Another big issue is the fact that vaccination may cause individuals to have much milder or even unnoticeable symptoms when they are infected, which in turn makes them less likely to engage in e.g. social-distancing practices.

This all means that there is not what I would consider strong scientific evidence on this question. By contrast, as far as effectiveness goes the evidence is rather unequivocal; there are a multitude of clinical trials as well as observational epidemiolgical studies that point to high levels of effectiveness against severe COVID-19 outcomes. This is simply not the case for transmission. And it was even more true at the time that the talk was given, when there were even fewer studies on effectiveness again transmision than there are now.

For these reasons, I considered this question to be completely fair-game, and one that had not been definitively answered in the scientific literature. I also considered it to be significant from the public health point of view to not encourage complacence on the part of people who were vaccinated, who might be less inclined to use masks, wash hands, observe social-distancing practices etc, as a result of a misplaced level of confidence in effectiveness against transmission not justified by the available evidence.

If that is medical misinformation, what else is?

If YouTube believes my talk constitutes medical misinformation, it is indicative of some very deep problems with their policies. They either believe that statements in accordance with a scientific consensus, or that honest raising of questions that have not definitively been answered in the scientific literature, constitute medical misinformation. Neither is a particularly good look.

Has our zeal to suppress conspiracy theories fuelled the fire of conspiracy theories?

Presumably part of YouTube’s motivation here is to suppres the spread of ‘conspiracy theories’. I have to say that I find the record of large social media companies on this front to be dismal and extremely worrying. As Joe Rogan has pointed out, there was a time when people were being suspended or banned from social media sites for spreading the ‘misinformation’ that you can still be infected with COVID-19 after receiving the vaccine. The idea that this is misinformation is now absolutely laughable, considering the huge proportion of people that have been vaccinated and subsequently contracted COVID-19.

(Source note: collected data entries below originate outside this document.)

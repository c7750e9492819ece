/// Database models
///
/// One module per table, following the schema in `migrations/`:
///
/// - `user`: user accounts
/// - `family`: family groups and join codes
/// - `membership`: user-family relationships with roles
/// - `join_request`: pending asks to join a family
/// - `task`: chores and their single assignment
/// - `points`: per-(user, family) reward accumulator

pub mod family;
pub mod join_request;
pub mod membership;
pub mod points;
pub mod task;
pub mod user;
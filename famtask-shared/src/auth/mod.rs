/// Authentication utilities
///
/// - `password`: Argon2id password hashing and verification

pub mod password;
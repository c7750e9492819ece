//! # FamTask API Server
//!
//! The FamTask API server: family household task management with join-code
//! membership, role-gated approvals, and a points ledger.
//!
//! ## Architecture
//!
//! Built with Axum over PostgreSQL (sqlx) and Redis (sessions):
//! - Cookie-carried server-side sessions with sliding 24h expiry
//! - Family-scoped operations resolved through the session's active family
//! - Transactional task→completion→approval→points pipeline
//! - Hourly background sweep of expired join requests
//!
//! ## Usage
//!
//! ```bash
//! cargo run -p famtask-api
//! ```

use famtask_api::{
    app::{build_router, AppState},
    config::Config,
    sweep::ExpirySweeper,
};
use famtask_shared::{
    db::{self, pool::DatabaseConfig},
    session::SessionStore,
};
use tracing_subscriber::{layer::SubscriberExt, util::SubscriberInitExt};

#[tokio::main]
async fn main() -> anyhow::Result<()> {
    // Initialize tracing
    tracing_subscriber::registry()
        .with(
            tracing_subscriber::EnvFilter::try_from_default_env()
                .unwrap_or_else(|_| "famtask_api=debug,tower_http=debug".into()),
        )
        .with(tracing_subscriber::fmt::layer())
        .init();

    tracing::info!(
        "FamTask API Server v{} starting...",
        env!("CARGO_PKG_VERSION")
    );

    let config = Config::from_env()?;

    db::migrations::ensure_database_exists(&config.database.url).await?;

    let pool = db::create_pool(DatabaseConfig {
        url: config.database.url.clone(),
        max_connections: config.database.max_connections,
        ..Default::default()
    })
    .await?;

    db::run_migrations(&pool).await?;

    let sessions = SessionStore::connect(&config.redis.url).await?;

    // Background sweep: runs once now, then hourly
    let sweeper = ExpirySweeper::new(pool.clone());
    let sweeper_shutdown = sweeper.shutdown_token();
    let sweeper_handle = tokio::spawn(sweeper.run());

    let bind_address = config.bind_address();
    let state = AppState::new(pool, sessions, config);
    let app = build_router(state);

    let listener = tokio::net::TcpListener::bind(&bind_address).await?;
    tracing::info!("Server listening on http://{}", bind_address);

    axum::serve(listener, app)
        .with_graceful_shutdown(async {
            let _ = tokio::signal::ctrl_c().await;
            tracing::info!("Shutdown signal received");
        })
        .await?;

    sweeper_shutdown.cancel();
    let _ = sweeper_handle.await;

    tracing::info!("Server stopped");
    Ok(())
}
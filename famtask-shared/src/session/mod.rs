/// Session layer
///
/// FamTask authenticates browsers with opaque server-side sessions: a random
/// token in an HttpOnly cookie keys a small JSON record in Redis. The record
/// carries the user identity and the currently selected family, and its TTL
/// slides forward on every authenticated request.
///
/// - `store`: Redis-backed session store

pub mod store;

pub use store::{SessionData, SessionError, SessionStore, SESSION_TTL_SECONDS};

use uuid::Uuid;

/// Per-request authentication context
///
/// Built by the API's session middleware after a successful session lookup
/// and injected into request extensions for handlers to read.
#[derive(Debug, Clone)]
pub struct AuthContext {
    /// Authenticated user
    pub user_id: Uuid,

    /// Family the session currently operates against (None until the user
    /// creates or switches into one)
    pub active_family_id: Option<Uuid>,

    /// Session token backing this context, used to write selector updates
    pub token: String,
}

impl AuthContext {
    /// Builds a context from a session record and its token
    pub fn from_session(token: String, data: &SessionData) -> Self {
        Self {
            user_id: data.user_id,
            active_family_id: data.active_family_id,
            token,
        }
    }
}

#[cfg(test)]
mod tests {
    use super::*;

    #[test]
    fn test_auth_context_from_session() {
        let user_id = Uuid::new_v4();
        let family_id = Uuid::new_v4();
        let data = SessionData {
            user_id,
            active_family_id: Some(family_id),
        };

        let ctx = AuthContext::from_session("token123".to_string(), &data);
        assert_eq!(ctx.user_id, user_id);
        assert_eq!(ctx.active_family_id, Some(family_id));
        assert_eq!(ctx.token, "token123");
    }
}
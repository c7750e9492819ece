/// Authentication endpoints
///
/// # Endpoints
///
/// - `POST /api/auth/register` - Create an account
/// - `POST /api/auth/login` - Sign in; sets the session cookie
/// - `POST /api/auth/logout` - Sign out; clears the session cookie
///
/// Registration does not sign the user in; the client redirects to the
/// login form afterwards.

use crate::{
    app::{build_clear_cookie, build_session_cookie, AppState},
    error::{map_validation_errors, ApiError, ApiResult, ValidationErrorDetail},
};
use axum::{
    extract::State,
    http::header,
    response::{AppendHeaders, IntoResponse},
    Extension, Json,
};
use famtask_shared::{
    auth::password,
    models::{
        membership::{Membership, UserFamilyView},
        user::{CreateUser, User},
    },
    session::{AuthContext, SessionData},
};
use serde::{Deserialize, Serialize};
use uuid::Uuid;
use validator::Validate;

/// Register request
#[derive(Debug, Deserialize, Validate)]
pub struct RegisterRequest {
    /// Display name shown to family members
    #[validate(length(min = 2, max = 32, message = "Username must be 2-32 characters"))]
    pub username: String,

    /// Email address
    #[validate(email(message = "Invalid email format"))]
    pub email: String,

    /// Password
    #[validate(length(min = 8, message = "Password must be at least 8 characters"))]
    pub password: String,
}

/// Register response
#[derive(Debug, Serialize)]
pub struct RegisterResponse {
    /// New user ID
    pub user_id: Uuid,

    /// Confirmation message
    pub message: String,
}

/// Login request
#[derive(Debug, Deserialize, Validate)]
pub struct LoginRequest {
    /// Email address
    #[validate(email(message = "Invalid email format"))]
    pub email: String,

    /// Password
    pub password: String,
}

/// Login response
///
/// Lists the caller's families so the client can pick one to switch into;
/// the fresh session starts with no active family.
#[derive(Debug, Serialize)]
pub struct LoginResponse {
    /// User ID
    pub user_id: Uuid,

    /// Display name
    pub username: String,

    /// Families the user belongs to, with roles
    pub families: Vec<UserFamilyView>,
}

/// Simple confirmation response
#[derive(Debug, Serialize)]
pub struct MessageResponse {
    /// Confirmation message
    pub message: String,
}

/// Register a new user
///
/// # Errors
///
/// - `422 Unprocessable Entity`: Validation failed
/// - `409 Conflict`: Email already exists
pub async fn register(
    State(state): State<AppState>,
    Json(req): Json<RegisterRequest>,
) -> ApiResult<Json<RegisterResponse>> {
    req.validate().map_err(map_validation_errors)?;

    password::validate_password_strength(&req.password).map_err(|e| {
        ApiError::ValidationError(vec![ValidationErrorDetail {
            field: "password".to_string(),
            message: e,
        }])
    })?;

    let password_hash = password::hash_password(&req.password)?;

    let user = User::create(
        &state.db,
        CreateUser {
            username: req.username.trim().to_string(),
            email: req.email.clone(),
            password_hash,
        },
    )
    .await?;

    tracing::info!(user_id = %user.id, "User registered");

    Ok(Json(RegisterResponse {
        user_id: user.id,
        message: "Registration successful".to_string(),
    }))
}

/// Login endpoint
///
/// Verifies credentials, creates a server-side session, and sets the
/// session cookie. The session starts with no active family; the response
/// lists the caller's families so the client switches explicitly.
///
/// # Errors
///
/// - `401 Unauthorized`: Invalid credentials
pub async fn login(
    State(state): State<AppState>,
    Json(req): Json<LoginRequest>,
) -> Result<impl IntoResponse, ApiError> {
    req.validate().map_err(map_validation_errors)?;

    let user = User::find_by_email(&state.db, &req.email)
        .await?
        .ok_or_else(|| ApiError::Unauthorized("Invalid email or password".to_string()))?;

    let valid = password::verify_password(&req.password, &user.password_hash)?;
    if !valid {
        return Err(ApiError::Unauthorized(
            "Invalid email or password".to_string(),
        ));
    }

    let families = Membership::list_families_for_user(&state.db, user.id).await?;

    let token = state
        .sessions
        .create(&SessionData {
            user_id: user.id,
            active_family_id: None,
        })
        .await?;

    let cookie = build_session_cookie(
        state.cookie_name(),
        &token,
        state.config.session.cookie_secure,
    );

    tracing::info!(user_id = %user.id, "User logged in");

    Ok((
        AppendHeaders([(header::SET_COOKIE, cookie)]),
        Json(LoginResponse {
            user_id: user.id,
            username: user.username,
            families,
        }),
    ))
}

/// Logout endpoint
///
/// Deletes the server-side session and expires the cookie.
pub async fn logout(
    State(state): State<AppState>,
    Extension(ctx): Extension<AuthContext>,
) -> Result<impl IntoResponse, ApiError> {
    state.sessions.delete(&ctx.token).await?;

    let cookie = build_clear_cookie(state.cookie_name());

    tracing::info!(user_id = %ctx.user_id, "User logged out");

    Ok((
        AppendHeaders([(header::SET_COOKIE, cookie)]),
        Json(MessageResponse {
            message: "Logged out".to_string(),
        }),
    ))
}
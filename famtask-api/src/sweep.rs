/// Background join-request expiry sweeper
///
/// Join requests expire seven days after submission. This module owns the
/// periodic cleanup: a tokio task that deletes expired `pending`/`rejected`
/// rows once at startup and then on a fixed interval, sharing the API's
/// connection pool. The sweep only ever runs a single DELETE with a time
/// predicate, so it is idempotent and safe to run concurrently with
/// request handling (or a second instance of itself).
///
/// # Example
///
/// ```no_run
/// use famtask_api::sweep::ExpirySweeper;
/// use sqlx::PgPool;
///
/// # async fn example(pool: PgPool) {
/// let sweeper = ExpirySweeper::new(pool);
/// let shutdown = sweeper.shutdown_token();
///
/// let handle = tokio::spawn(async move { sweeper.run().await });
///
/// // ... on shutdown:
/// shutdown.cancel();
/// # let _ = handle;
/// # }
/// ```

use famtask_shared::models::join_request::JoinRequest;
use sqlx::PgPool;
use std::time::Duration;
use tokio::time::sleep;
use tokio_util::sync::CancellationToken;

/// Default sweep interval: hourly
pub const DEFAULT_SWEEP_INTERVAL: Duration = Duration::from_secs(3600);

/// Periodic join-request expiry sweeper
pub struct ExpirySweeper {
    /// Shared database pool
    db: PgPool,

    /// Time between sweeps
    interval: Duration,

    /// Shutdown token
    shutdown_token: CancellationToken,
}

impl ExpirySweeper {
    /// Creates a sweeper with the default hourly interval
    pub fn new(db: PgPool) -> Self {
        Self::with_interval(db, DEFAULT_SWEEP_INTERVAL)
    }

    /// Creates a sweeper with a custom interval
    pub fn with_interval(db: PgPool, interval: Duration) -> Self {
        ExpirySweeper {
            db,
            interval,
            shutdown_token: CancellationToken::new(),
        }
    }

    /// Gets the shutdown token
    ///
    /// Used to signal graceful shutdown from external handlers.
    pub fn shutdown_token(&self) -> CancellationToken {
        self.shutdown_token.clone()
    }

    /// Gets the configured interval
    pub fn interval(&self) -> Duration {
        self.interval
    }

    /// Runs the sweep loop until shutdown
    ///
    /// Sweeps immediately once, then on every interval tick. A failed sweep
    /// is logged and retried at the next tick; it never takes the loop
    /// down.
    pub async fn run(self) {
        tracing::info!(
            interval_secs = self.interval.as_secs(),
            "Expiry sweeper starting"
        );

        loop {
            self.sweep_once().await;

            tokio::select! {
                _ = sleep(self.interval) => {}
                _ = self.shutdown_token.cancelled() => {
                    tracing::info!("Expiry sweeper shut down");
                    break;
                }
            }
        }
    }

    /// Runs a single sweep, logging the outcome
    async fn sweep_once(&self) {
        match JoinRequest::cleanup_expired(&self.db).await {
            Ok(0) => {
                tracing::debug!("Expiry sweep found nothing to remove");
            }
            Ok(removed) => {
                tracing::info!(removed, "Expiry sweep removed expired join requests");
            }
            Err(e) => {
                tracing::error!(error = %e, "Expiry sweep failed, will retry next interval");
            }
        }
    }
}

#[cfg(test)]
mod tests {
    use super::*;

    #[test]
    fn test_default_interval_is_hourly() {
        assert_eq!(DEFAULT_SWEEP_INTERVAL, Duration::from_secs(3600));
    }

    // The sweep itself (expired pending/rejected removed, approved kept)
    // is exercised by the integration tests
}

The concern I have is that by vigorously suppressing discussion of completely legitimate questions the public had about vaccines, rather than quelling conspiracy theorists, social media companies may have emboldened and galvanised them. After all, if there is nothing to hide, then why did various authorities so fastidiously preoccupy themselves with curating what information the public can access and what questions they are allowed to discuss?